SpaceX and NASA maintain their flight schedule to and from the ISS, despite the setbacks of the Soyuz MS-22 capsule. On the Russian side, however, the calendar is turned upside down.

Act as if nothing had happened. Neither SpaceX nor the US space agency intends to deprogram their next manned flight to the International Space Station (ISS). The two partners are still aiming for a start of the Crew-6 mission at the end of February 2923. On January 25, press briefings will take place to discuss the upcoming flight more generally.

The two partners are obviously not unaware that, on the Russian side, the very last weeks have been turned upside down with the setbacks of the Soyuz MS-22 capsule. Hit from the outside, probably by a debris or a micro-meteorite, it is considered unusable to convey a crew. In fact, the Russian planning of manned flights is disrupted.

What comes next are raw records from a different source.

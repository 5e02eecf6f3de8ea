//! Periodic background refresh.
//!
//! Ticks on a fixed interval, skipping ticks while offline. A failed
//! refresh is retried with exponential backoff; the orchestrator itself
//! never retries.

use std::sync::Arc;
use std::time::Duration;

use tokio::task::JoinHandle;
use tokio::time::MissedTickBehavior;
use tokio_util::sync::CancellationToken;

use crate::connectivity::Connectivity;
use crate::orchestrator::{RefreshOrchestrator, RefreshOutcome};
use crate::retry::{is_retryable_failure, RetryConfig, RetryDecision};
use crate::types::RefreshTrigger;

pub struct PeriodicRefresh {
    orchestrator: Arc<RefreshOrchestrator>,
    connectivity: Arc<dyn Connectivity>,
    interval: Duration,
    retry: RetryConfig,
}

impl PeriodicRefresh {
    /// Backoff delays are capped at `interval`.
    pub fn new(
        orchestrator: Arc<RefreshOrchestrator>,
        connectivity: Arc<dyn Connectivity>,
        interval: Duration,
    ) -> Self {
        let retry = RetryConfig {
            max_delay: interval,
            ..RetryConfig::default()
        };
        Self {
            orchestrator,
            connectivity,
            interval,
            retry,
        }
    }

    pub fn with_retry(mut self, retry: RetryConfig) -> Self {
        self.retry = retry;
        self
    }

    pub fn interval(&self) -> Duration {
        self.interval
    }

    pub fn spawn(self: Arc<Self>, cancel: CancellationToken) -> JoinHandle<()> {
        tokio::spawn(async move { self.run(cancel).await })
    }

    /// Run until `cancel` fires. The first refresh happens one interval
    /// after start.
    pub async fn run(&self, cancel: CancellationToken) {
        let mut ticker = tokio::time::interval(self.interval);
        ticker.set_missed_tick_behavior(MissedTickBehavior::Delay);
        // interval() fires immediately; the caller has just refreshed
        ticker.tick().await;

        tracing::info!("Periodic refresh every {:?}", self.interval);
        loop {
            tokio::select! {
                _ = cancel.cancelled() => break,
                _ = ticker.tick() => {}
            }

            if !self.connectivity.is_online().await {
                tracing::debug!("Offline, skipping periodic refresh");
                continue;
            }

            if self.tick(&cancel).await.is_none() {
                break;
            }
        }
        tracing::info!("Periodic refresh stopped");
    }

    /// One periodic refresh including its retries. `None` if cancelled
    /// while waiting to retry.
    pub async fn tick(&self, cancel: &CancellationToken) -> Option<RefreshOutcome> {
        let mut attempt = 0;
        loop {
            let outcome = self
                .orchestrator
                .refresh(RefreshTrigger::PeriodicTimer, false)
                .await;

            let retryable = match &outcome {
                RefreshOutcome::Failed(failure) => {
                    is_retryable_failure(failure) == RetryDecision::Retry
                }
                _ => false,
            };
            if !retryable {
                return Some(outcome);
            }
            if attempt >= self.retry.max_retries {
                tracing::warn!(
                    "Periodic refresh still failing after {} retries, waiting for next tick",
                    attempt
                );
                return Some(outcome);
            }

            let delay = self.retry.delay_for_attempt(attempt);
            attempt += 1;
            tracing::info!(
                "Retry attempt {} of {}, waiting {:?}",
                attempt,
                self.retry.max_retries,
                delay
            );
            tokio::select! {
                _ = cancel.cancelled() => return None,
                _ = tokio::time::sleep(delay) => {}
            }
        }
    }
}

#[cfg(test)]
mod tests {
    use super::*;
    use crate::cache::PreferencesCache;
    use crate::connectivity::AlwaysOnline;
    use crate::location::LocationResolver;
    use crate::provider::WeatherSource;
    use crate::store::MemoryKeyValueStore;
    use crate::types::{
        Coordinates, CurrentConditions, LocationError, ResolvedLocation, WeatherError,
    };
    use async_trait::async_trait;
    use std::sync::atomic::{AtomicUsize, Ordering};

    struct CountingResolver {
        calls: AtomicUsize,
        error: Option<LocationError>,
    }

    #[async_trait]
    impl LocationResolver for CountingResolver {
        async fn current_location(&self) -> Result<ResolvedLocation, LocationError> {
            self.calls.fetch_add(1, Ordering::SeqCst);
            match &self.error {
                Some(e) => Err(e.clone()),
                None => Ok(ResolvedLocation {
                    coordinates: Coordinates::new(47.6, -122.3),
                    place_name: "Seattle".into(),
                }),
            }
        }
    }

    struct SunnyWeather;

    #[async_trait]
    impl WeatherSource for SunnyWeather {
        async fn current_conditions(
            &self,
            _coordinates: Coordinates,
        ) -> Result<CurrentConditions, WeatherError> {
            Ok(CurrentConditions {
                temperature_celsius: 21.0,
                min_temperature: 17.0,
                max_temperature: 24.0,
                icon_code: "01d".into(),
                condition_text: "Clear".into(),
            })
        }
    }

    struct Offline;

    #[async_trait]
    impl Connectivity for Offline {
        async fn is_online(&self) -> bool {
            false
        }
    }

    fn scheduler(
        error: Option<LocationError>,
        connectivity: Arc<dyn Connectivity>,
    ) -> (Arc<CountingResolver>, PeriodicRefresh) {
        let cache =
            Arc::new(PreferencesCache::new(Arc::new(MemoryKeyValueStore::new())).unwrap());
        let resolver = Arc::new(CountingResolver {
            calls: AtomicUsize::new(0),
            error,
        });
        let orchestrator = Arc::new(RefreshOrchestrator::new(
            cache,
            resolver.clone(),
            Arc::new(SunnyWeather),
        ));
        let periodic = PeriodicRefresh::new(orchestrator, connectivity, Duration::from_secs(900))
            .with_retry(RetryConfig::new(2, 1_000, 10_000));
        (resolver, periodic)
    }

    #[tokio::test(start_paused = true)]
    async fn test_transient_failure_is_retried() {
        let (resolver, periodic) =
            scheduler(Some(LocationError::Unavailable), Arc::new(AlwaysOnline));

        let outcome = periodic.tick(&CancellationToken::new()).await.unwrap();

        assert!(matches!(outcome, RefreshOutcome::Failed(_)));
        assert_eq!(resolver.calls.load(Ordering::SeqCst), 3);
    }

    #[tokio::test(start_paused = true)]
    async fn test_permission_denied_is_not_retried() {
        let (resolver, periodic) =
            scheduler(Some(LocationError::PermissionDenied), Arc::new(AlwaysOnline));

        periodic.tick(&CancellationToken::new()).await.unwrap();

        assert_eq!(resolver.calls.load(Ordering::SeqCst), 1);
    }

    #[tokio::test(start_paused = true)]
    async fn test_success_needs_no_retry() {
        let (resolver, periodic) = scheduler(None, Arc::new(AlwaysOnline));

        let outcome = periodic.tick(&CancellationToken::new()).await.unwrap();

        assert!(outcome.is_success());
        assert_eq!(resolver.calls.load(Ordering::SeqCst), 1);
    }

    #[tokio::test(start_paused = true)]
    async fn test_cancel_during_backoff() {
        let (_resolver, periodic) =
            scheduler(Some(LocationError::Unavailable), Arc::new(AlwaysOnline));
        let cancel = CancellationToken::new();
        cancel.cancel();

        assert!(periodic.tick(&cancel).await.is_none());
    }

    #[tokio::test(start_paused = true)]
    async fn test_run_ticks_on_interval_until_cancelled() {
        let (resolver, periodic) = scheduler(None, Arc::new(AlwaysOnline));
        let cancel = CancellationToken::new();
        let handle = Arc::new(periodic).spawn(cancel.clone());

        // Nothing on start, one refresh per interval after that
        tokio::time::sleep(Duration::from_secs(60)).await;
        assert_eq!(resolver.calls.load(Ordering::SeqCst), 0);
        tokio::time::sleep(Duration::from_secs(900)).await;
        assert_eq!(resolver.calls.load(Ordering::SeqCst), 1);

        cancel.cancel();
        handle.await.unwrap();
    }

    #[tokio::test(start_paused = true)]
    async fn test_offline_ticks_are_skipped() {
        let (resolver, periodic) = scheduler(None, Arc::new(Offline));
        let cancel = CancellationToken::new();
        let handle = Arc::new(periodic).spawn(cancel.clone());

        tokio::time::sleep(Duration::from_secs(3 * 900 + 1)).await;
        assert_eq!(resolver.calls.load(Ordering::SeqCst), 0);

        cancel.cancel();
        handle.await.unwrap();
    }
}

In mid-January, NASA and its Russian counterpart, Roscosmos, took stock of the situation. It was decided not to use it to repatriate the three passengers initially planned (the Russians Sergei Prokopiev and Dimitri Peteline and the American Frank Rubio). This capsule will soon be separated from the ISS and will return to Earth, without anyone on board, but perhaps with freight.

The crew of Crew-6. // Source: SpaceX

Unchanged schedule for SpaceX and NASA

The International Space Station has enough entry points to accommodate up to six capsules or freighters simultaneously. When the concern affecting Soyuz MS-22 was detected, five other vessels were moored: the Crew-5 capsule, the CRS-26 freighter, as well as the Cygnus-18, Progress 81 and Progress 82 vessels.

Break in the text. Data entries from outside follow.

//! Refresh orchestration: the single place that decides whether and how to
//! refresh weather data.
//!
//! Per trigger it reads the cache, picks a path from the staleness policy,
//! resolves location when needed (persisting it before any weather fetch),
//! fetches weather, persists it, then clears the loading flag and notifies
//! widget observers regardless of outcome.

use std::sync::Arc;

use tokio::sync::{broadcast, watch};
use tokio::task::JoinHandle;

use crate::cache::PreferencesCache;
use crate::clock::{Clock, SystemClock};
use crate::location::LocationResolver;
use crate::provider::WeatherSource;
use crate::refresh_state::RefreshGate;
use crate::staleness::{RefreshPath, StalenessPolicy};
use crate::types::{CacheError, CachedReading, LocationError, RefreshTrigger, WeatherError};

const WIDGET_CHANNEL_CAPACITY: usize = 16;

#[derive(Debug, thiserror::Error)]
pub enum RefreshFailure {
    #[error(transparent)]
    Location(#[from] LocationError),
    #[error(transparent)]
    Weather(#[from] WeatherError),
    #[error(transparent)]
    Cache(#[from] CacheError),
}

impl RefreshFailure {
    pub fn user_message(&self) -> &'static str {
        match self {
            Self::Location(e) => e.user_message(),
            Self::Weather(e) => e.user_message(),
            Self::Cache(_) => "Could not save weather data",
        }
    }
}

#[derive(Debug)]
pub enum RefreshOutcome {
    /// Weather was fetched and persisted; carries the new cached reading.
    Succeeded(CachedReading),
    Failed(RefreshFailure),
    /// Another refresh was already running; this trigger was folded into it.
    Coalesced,
}

impl RefreshOutcome {
    pub fn is_success(&self) -> bool {
        matches!(self, Self::Succeeded(_))
    }

    pub fn failure(&self) -> Option<&RefreshFailure> {
        match self {
            Self::Failed(f) => Some(f),
            _ => None,
        }
    }
}

/// Observable refresh status for presentation surfaces.
#[derive(Debug, Clone, Default, PartialEq, Eq)]
pub struct RefreshStatus {
    pub loading: bool,
    /// Shown in place of the place name after a location failure.
    pub location_message: Option<String>,
    pub last_error: Option<String>,
    pub last_trigger: Option<RefreshTrigger>,
}

/// Sent to widget surfaces after every refresh attempt.
#[derive(Debug, Clone, Copy, PartialEq, Eq)]
pub enum WidgetEvent {
    CacheMayHaveChanged,
}

pub struct RefreshOrchestrator {
    cache: Arc<PreferencesCache>,
    locations: Arc<dyn LocationResolver>,
    weather: Arc<dyn WeatherSource>,
    clock: Arc<dyn Clock>,
    policy: StalenessPolicy,
    gate: RefreshGate,
    status: watch::Sender<RefreshStatus>,
    widgets: broadcast::Sender<WidgetEvent>,
}

impl RefreshOrchestrator {
    pub fn new(
        cache: Arc<PreferencesCache>,
        locations: Arc<dyn LocationResolver>,
        weather: Arc<dyn WeatherSource>,
    ) -> Self {
        let (status, _) = watch::channel(RefreshStatus::default());
        let (widgets, _) = broadcast::channel(WIDGET_CHANNEL_CAPACITY);

        Self {
            cache,
            locations,
            weather,
            clock: Arc::new(SystemClock),
            policy: StalenessPolicy::default(),
            gate: RefreshGate::new(),
            status,
            widgets,
        }
    }

    pub fn with_clock(mut self, clock: Arc<dyn Clock>) -> Self {
        self.clock = clock;
        self
    }

    pub fn with_policy(mut self, policy: StalenessPolicy) -> Self {
        self.policy = policy;
        self
    }

    pub fn cache(&self) -> &Arc<PreferencesCache> {
        &self.cache
    }

    pub fn clock(&self) -> &Arc<dyn Clock> {
        &self.clock
    }

    pub fn policy(&self) -> StalenessPolicy {
        self.policy
    }

    pub fn status(&self) -> watch::Receiver<RefreshStatus> {
        self.status.subscribe()
    }

    pub fn subscribe_widgets(&self) -> broadcast::Receiver<WidgetEvent> {
        self.widgets.subscribe()
    }

    /// Run one refresh. Failures are reported in the outcome, never raised.
    pub async fn refresh(&self, trigger: RefreshTrigger, force_location: bool) -> RefreshOutcome {
        let Some(_guard) = self.gate.try_begin(trigger) else {
            tracing::debug!("Refresh ({}) coalesced into in-flight refresh", trigger);
            return RefreshOutcome::Coalesced;
        };

        tracing::info!(
            "Refresh started ({}, force_location={})",
            trigger,
            force_location
        );
        self.status.send_modify(|s| {
            s.loading = true;
            s.last_trigger = Some(trigger);
        });

        let outcome = self.run(force_location).await;

        self.status.send_modify(|s| {
            s.loading = false;
            match &outcome {
                RefreshOutcome::Succeeded(_) => {
                    s.location_message = None;
                    s.last_error = None;
                }
                RefreshOutcome::Failed(failure) => {
                    if let RefreshFailure::Location(e) = failure {
                        s.location_message = Some(e.user_message().to_string());
                    }
                    s.last_error = Some(failure.user_message().to_string());
                }
                RefreshOutcome::Coalesced => {}
            }
        });

        // No subscribers is fine
        let _ = self.widgets.send(WidgetEvent::CacheMayHaveChanged);

        match &outcome {
            RefreshOutcome::Succeeded(_) => tracing::info!("Refresh ({}) succeeded", trigger),
            RefreshOutcome::Failed(e) => tracing::warn!("Refresh ({}) failed: {}", trigger, e),
            RefreshOutcome::Coalesced => {}
        }
        outcome
    }

    /// Fire-and-forget refresh on the current tokio runtime.
    /// Returns `None` when called outside a runtime.
    pub fn spawn_refresh(
        self: &Arc<Self>,
        trigger: RefreshTrigger,
        force_location: bool,
    ) -> Option<JoinHandle<RefreshOutcome>> {
        let handle = match tokio::runtime::Handle::try_current() {
            Ok(h) => h,
            Err(e) => {
                tracing::warn!("Cannot spawn refresh ({}): {}", trigger, e);
                return None;
            }
        };
        let this = Arc::clone(self);
        Some(handle.spawn(async move { this.refresh(trigger, force_location).await }))
    }

    async fn run(&self, force_location: bool) -> RefreshOutcome {
        match self.try_run(force_location).await {
            Ok(reading) => RefreshOutcome::Succeeded(reading),
            Err(failure) => RefreshOutcome::Failed(failure),
        }
    }

    async fn try_run(&self, force_location: bool) -> Result<CachedReading, RefreshFailure> {
        let reading = self.cache.load()?;

        let coordinates = match self
            .policy
            .refresh_path(&reading, force_location, self.clock.now())
        {
            RefreshPath::WeatherOnly => {
                tracing::debug!(
                    "Location fresh, reusing {}, {}",
                    reading.latitude,
                    reading.longitude
                );
                reading.coordinates()
            }
            RefreshPath::Location(reason) => {
                tracing::info!("Resolving location ({:?})", reason);
                let location = self.locations.current_location().await?;
                self.cache
                    .save_location(&location, self.clock.now_millis())?;
                self.status.send_modify(|s| s.location_message = None);
                location.coordinates
            }
        };

        let conditions = self.weather.current_conditions(coordinates).await?;
        let reading = self
            .cache
            .save_weather(&conditions, self.clock.now_millis())?;
        Ok(reading)
    }
}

Liftoff of the Crew-6 mission is scheduled for February 26. This will be the sixth manned flight organized by SpaceX to the ISS, as part of its missions on behalf of NASA. The four astronauts (two Americans, an Emirati and a Russian) will stay for six months at an altitude of nearly 400 km. The flight will depart from Florida.

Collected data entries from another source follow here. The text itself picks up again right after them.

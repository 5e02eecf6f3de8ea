//! Glanceable tile: renders straight from the cache and asks for a
//! background refresh when what it shows is too old.

use std::fmt;
use std::sync::Arc;

use chrono::FixedOffset;
use serde::Serialize;

use crate::format::{
    condition_label, format_celsius, format_fahrenheit, needs_compact_temperature,
    updated_label, updated_label_in,
};
use crate::icons::{ConditionIcon, ALL_ICON_CODES};
use crate::orchestrator::RefreshOrchestrator;
use crate::staleness::PERIODIC_REFRESH_INTERVAL;
use crate::types::RefreshTrigger;

const NEVER_UPDATED_LABEL: &str = "Updated: --:--";

/// Everything a tile surface needs to draw one frame.
#[derive(Debug, Clone, PartialEq, Serialize)]
pub struct TileSnapshot {
    pub location: String,
    pub celsius_text: String,
    pub fahrenheit_text: String,
    /// Use the smaller temperature font.
    pub compact: bool,
    pub icon: ConditionIcon,
    pub icon_code: String,
    pub condition: String,
    pub updated_text: String,
    pub stale: bool,
    /// A background refresh was started by this render.
    pub refresh_requested: bool,
    /// How long the host may show this frame before asking again.
    pub freshness_interval_secs: u64,
}

impl fmt::Display for TileSnapshot {
    fn fmt(&self, f: &mut fmt::Formatter<'_>) -> fmt::Result {
        write!(
            f,
            "{}: {} / {}, {} ({})",
            self.location, self.celsius_text, self.fahrenheit_text, self.condition, self.updated_text
        )
    }
}

pub struct TileService {
    orchestrator: Arc<RefreshOrchestrator>,
    utc_offset: Option<FixedOffset>,
}

impl TileService {
    pub fn new(orchestrator: Arc<RefreshOrchestrator>) -> Self {
        Self {
            orchestrator,
            utc_offset: None,
        }
    }

    /// Render times at a fixed offset instead of the local zone.
    pub fn with_utc_offset(mut self, offset: FixedOffset) -> Self {
        self.utc_offset = Some(offset);
        self
    }

    /// Build a frame from cached values. Never waits on the network; a
    /// stale frame triggers a refresh whose result shows up next render.
    pub fn render(&self) -> TileSnapshot {
        let cache = self.orchestrator.cache();
        let reading = cache.load().unwrap_or_else(|e| {
            tracing::warn!("Tile falling back to last observed reading: {}", e);
            cache.current()
        });

        let now = self.orchestrator.clock().now();
        let stale = self.orchestrator.policy().tile_is_stale(&reading, now);
        let refresh_requested = stale
            && self
                .orchestrator
                .spawn_refresh(RefreshTrigger::WidgetStalenessDetected, false)
                .is_some();
        if stale {
            tracing::debug!(
                "Tile data stale (last_updated={}), refresh requested: {}",
                reading.last_updated,
                refresh_requested
            );
        }

        let celsius_text = format_celsius(reading.temperature_celsius);
        let fahrenheit_text = format_fahrenheit(reading.temperature_fahrenheit);
        let compact = needs_compact_temperature(&celsius_text, &fahrenheit_text);

        let updated_text = if reading.last_updated == 0 {
            NEVER_UPDATED_LABEL.to_string()
        } else {
            match &self.utc_offset {
                Some(offset) => updated_label_in(reading.last_updated, offset),
                None => updated_label(reading.last_updated),
            }
        };

        TileSnapshot {
            location: reading.location_name,
            celsius_text,
            fahrenheit_text,
            compact,
            icon: ConditionIcon::from_code(&reading.condition_icon_code),
            icon_code: reading.condition_icon_code,
            condition: condition_label(&reading.condition_text),
            updated_text,
            stale,
            refresh_requested,
            freshness_interval_secs: PERIODIC_REFRESH_INTERVAL.num_seconds() as u64,
        }
    }

    /// Resource id and artwork for every icon code a frame may reference.
    pub fn icon_resources() -> Vec<(&'static str, &'static str)> {
        ALL_ICON_CODES
            .iter()
            .map(|code| (*code, ConditionIcon::from_code(code).resource_name()))
            .collect()
    }
}

#[cfg(test)]
mod tests {
    use super::*;
    use crate::cache::PreferencesCache;
    use crate::clock::ManualClock;
    use crate::geocode::NoGeocoder;
    use crate::location::{DeviceLocationResolver, FixedPosition};
    use crate::provider::WeatherSource;
    use crate::store::MemoryKeyValueStore;
    use crate::types::{Coordinates, CurrentConditions, ResolvedLocation, WeatherError};
    use async_trait::async_trait;
    use chrono::{DateTime, Duration, Utc};
    use std::sync::atomic::{AtomicUsize, Ordering};

    fn now() -> DateTime<Utc> {
        DateTime::<Utc>::from_timestamp_millis(1_769_776_496_000).unwrap()
    }

    #[derive(Default)]
    struct CountingWeather {
        calls: AtomicUsize,
    }

    #[async_trait]
    impl WeatherSource for CountingWeather {
        async fn current_conditions(
            &self,
            _coordinates: Coordinates,
        ) -> Result<CurrentConditions, WeatherError> {
            self.calls.fetch_add(1, Ordering::SeqCst);
            Ok(CurrentConditions {
                temperature_celsius: -12.4,
                min_temperature: -15.0,
                max_temperature: -8.0,
                icon_code: "13n".into(),
                condition_text: "snow".into(),
            })
        }
    }

    fn tile_with_weather_age(age: Duration) -> (Arc<CountingWeather>, TileService) {
        let cache =
            Arc::new(PreferencesCache::new(Arc::new(MemoryKeyValueStore::new())).unwrap());
        let stamp = (now() - age).timestamp_millis();
        cache
            .save_location(
                &ResolvedLocation {
                    coordinates: Coordinates::new(64.84, -147.72),
                    place_name: "Fairbanks".into(),
                },
                stamp,
            )
            .unwrap();
        cache
            .save_weather(
                &CurrentConditions {
                    temperature_celsius: -3.0,
                    min_temperature: -6.0,
                    max_temperature: 1.0,
                    icon_code: "04d".into(),
                    condition_text: "overcast clouds".into(),
                },
                stamp,
            )
            .unwrap();

        let weather = Arc::new(CountingWeather::default());
        let resolver = DeviceLocationResolver::new(
            Arc::new(FixedPosition::new(Some(Coordinates::new(64.84, -147.72)))),
            Arc::new(NoGeocoder),
        );
        let orchestrator = RefreshOrchestrator::new(cache, Arc::new(resolver), weather.clone())
            .with_clock(Arc::new(ManualClock::new(now())));
        let tile = TileService::new(Arc::new(orchestrator))
            .with_utc_offset(FixedOffset::east_opt(0).unwrap());
        (weather, tile)
    }

    #[tokio::test]
    async fn test_fresh_tile_renders_cached_values() {
        let (weather, tile) = tile_with_weather_age(Duration::minutes(2));

        let frame = tile.render();

        assert_eq!(frame.location, "Fairbanks");
        assert_eq!(frame.celsius_text, "-3°C");
        assert_eq!(frame.fahrenheit_text, "27°F");
        assert!(!frame.compact);
        assert_eq!(frame.icon, ConditionIcon::Cloudy);
        assert_eq!(frame.icon_code, "04d");
        assert_eq!(frame.condition, "Overcast clouds");
        assert_eq!(frame.updated_text, "Updated: 12:32");
        assert!(!frame.stale);
        assert!(!frame.refresh_requested);
        assert_eq!(frame.freshness_interval_secs, 900);

        tokio::task::yield_now().await;
        assert_eq!(weather.calls.load(Ordering::SeqCst), 0);
    }

    #[tokio::test]
    async fn test_stale_tile_renders_immediately_and_requests_refresh() {
        let (weather, tile) = tile_with_weather_age(Duration::minutes(6));

        let frame = tile.render();

        // Old values are still shown
        assert_eq!(frame.celsius_text, "-3°C");
        assert!(frame.stale);
        assert!(frame.refresh_requested);

        let mut status = tile.orchestrator.status();
        status.wait_for(|s| !s.loading && s.last_trigger.is_some()).await.unwrap();
        assert_eq!(weather.calls.load(Ordering::SeqCst), 1);

        let frame = tile.render();
        assert_eq!(frame.celsius_text, "-12°C");
        assert_eq!(frame.icon, ConditionIcon::Snow);
        assert!(!frame.stale);
    }

    #[test]
    fn test_stale_tile_outside_runtime_does_not_panic() {
        let (_weather, tile) = tile_with_weather_age(Duration::hours(3));
        let frame = tile.render();
        assert!(frame.stale);
        assert!(!frame.refresh_requested);
    }

    #[test]
    fn test_never_updated_label() {
        let cache =
            Arc::new(PreferencesCache::new(Arc::new(MemoryKeyValueStore::new())).unwrap());
        let orchestrator = RefreshOrchestrator::new(
            cache,
            Arc::new(DeviceLocationResolver::new(
                Arc::new(FixedPosition::new(None)),
                Arc::new(NoGeocoder),
            )),
            Arc::new(CountingWeather::default()),
        );
        let frame = TileService::new(Arc::new(orchestrator)).render();
        assert_eq!(frame.updated_text, "Updated: --:--");
        assert_eq!(frame.location, "Unknown");
        assert_eq!(frame.celsius_text, "20°C");
        assert_eq!(frame.fahrenheit_text, "68°F");
    }

    #[test]
    fn test_compact_font_for_long_labels() {
        assert!(needs_compact_temperature("-12°C", "10°F"));
        assert!(needs_compact_temperature("38°C", "100°F"));
        assert!(!needs_compact_temperature("18°C", "64°F"));
    }

    #[test]
    fn test_icon_resources_cover_all_codes() {
        let resources = TileService::icon_resources();
        assert_eq!(resources.len(), 18);
        assert!(resources.contains(&("01n", "ic_weather_clear_night")));
        assert!(resources.contains(&("50d", "ic_weather_mist")));
    }
}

On the Russian side, the MS-23 mission was initially planned for the month of March, with three people on board (two Russians and one American). But, given the problems with Soyuz MS-22, it will leave much earlier, from February 20. It will leave empty, in order to serve as a transport vehicle to bring back the passengers who should have returned with MS-22.

Regarding the planning of the Americans, Crew-6 must therefore arrive at the end of February. The Crew-5 crew will be leaving, with a return to Earth scheduled for March. In this traffic, it is also necessary to take into account the circulation of supply cargo ships, but also other occasional missions… such as the test of the manned mission with Starliner.